- Opening Delimiter -

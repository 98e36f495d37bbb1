//! TCP listener for producer and consumer connections.
//!
//! Binds once at startup; a bind failure is fatal. Each accepted connection
//! is negotiated on its own task so a slow peer never stalls the accept
//! loop. There is no limit on concurrent producers.

use std::net::SocketAddr;
use std::sync::Arc;

use tokio::net::{TcpListener, TcpStream};
use tokio_util::sync::CancellationToken;
use tracing::{debug, info, info_span, warn, Instrument};
use uuid::Uuid;

use crate::relay::context::RelayContext;
use crate::relay::role::{self, Outcome};
use crate::{AppError, Result};

/// Bound relay listener.
#[derive(Debug)]
pub struct RelayListener {
    listener: TcpListener,
    addr: SocketAddr,
}

impl RelayListener {
    /// Bind the listening socket.
    ///
    /// # Errors
    ///
    /// Returns `AppError::Bind` if the address is unavailable.
    pub async fn bind(addr: SocketAddr) -> Result<Self> {
        let listener = TcpListener::bind(addr)
            .await
            .map_err(|err| AppError::Bind(format!("cannot listen on {addr}: {err}")))?;
        let addr = listener
            .local_addr()
            .map_err(|err| AppError::Bind(format!("cannot resolve local address: {err}")))?;
        Ok(Self { listener, addr })
    }

    /// Address actually bound (resolves port `0`).
    #[must_use]
    pub fn local_addr(&self) -> SocketAddr {
        self.addr
    }

    /// Spawn the accept loop as a background task.
    #[must_use]
    pub fn spawn(
        self,
        ctx: Arc<RelayContext>,
        ct: CancellationToken,
    ) -> tokio::task::JoinHandle<()> {
        tokio::spawn(self.serve(ctx, ct))
    }

    /// Accept connections until `ct` is cancelled.
    pub async fn serve(self, ctx: Arc<RelayContext>, ct: CancellationToken) {
        let span = info_span!("relay_listener", addr = %self.addr);
        async move {
            info!(
                queue_capacity = ctx.queue.capacity(),
                max_line_bytes = ctx.max_line_bytes(),
                "waiting for connections"
            );
            loop {
                tokio::select! {
                    () = ct.cancelled() => {
                        info!("relay listener shutting down");
                        break;
                    }
                    accept_result = self.listener.accept() => {
                        match accept_result {
                            Ok((stream, peer)) => {
                                let ctx = Arc::clone(&ctx);
                                let ct = ct.clone();
                                tokio::spawn(handle_connection(stream, peer, ctx, ct));
                            }
                            Err(err) => {
                                warn!(%err, "relay accept failed");
                            }
                        }
                    }
                }
            }
        }
        .instrument(span)
        .await;
    }
}

/// Negotiate and serve a single connection.
async fn handle_connection(
    stream: TcpStream,
    peer: SocketAddr,
    ctx: Arc<RelayContext>,
    ct: CancellationToken,
) {
    let span = info_span!("relay_conn", conn_id = %Uuid::new_v4(), %peer);
    async move {
        info!("new client connected");
        if let Err(err) = stream.set_nodelay(true) {
            debug!(%err, "cannot disable nagle");
        }

        match role::negotiate(stream, &ctx, &ct).await {
            Ok(Outcome::ConsumerRejected) => {
                info!("rejected consumer connection closed");
            }
            Ok(outcome) => debug!(?outcome, "connection finished"),
            Err(err) => warn!(%err, "error while talking to client"),
        }

        info!("connection closed");
    }
    .instrument(span)
    .await;
}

- Closing Delimiter -

> _What to do_: Return every line of the listing that has the word "AppError" in it.

> _Solution to this task_:
use crate::{AppError, Result};
    /// Returns `AppError::Bind` if the address is unavailable.
            .map_err(|err| AppError::Bind(format!("cannot listen on {addr}: {err}")))?;
            .map_err(|err| AppError::Bind(format!("cannot resolve local address: {err}")))?;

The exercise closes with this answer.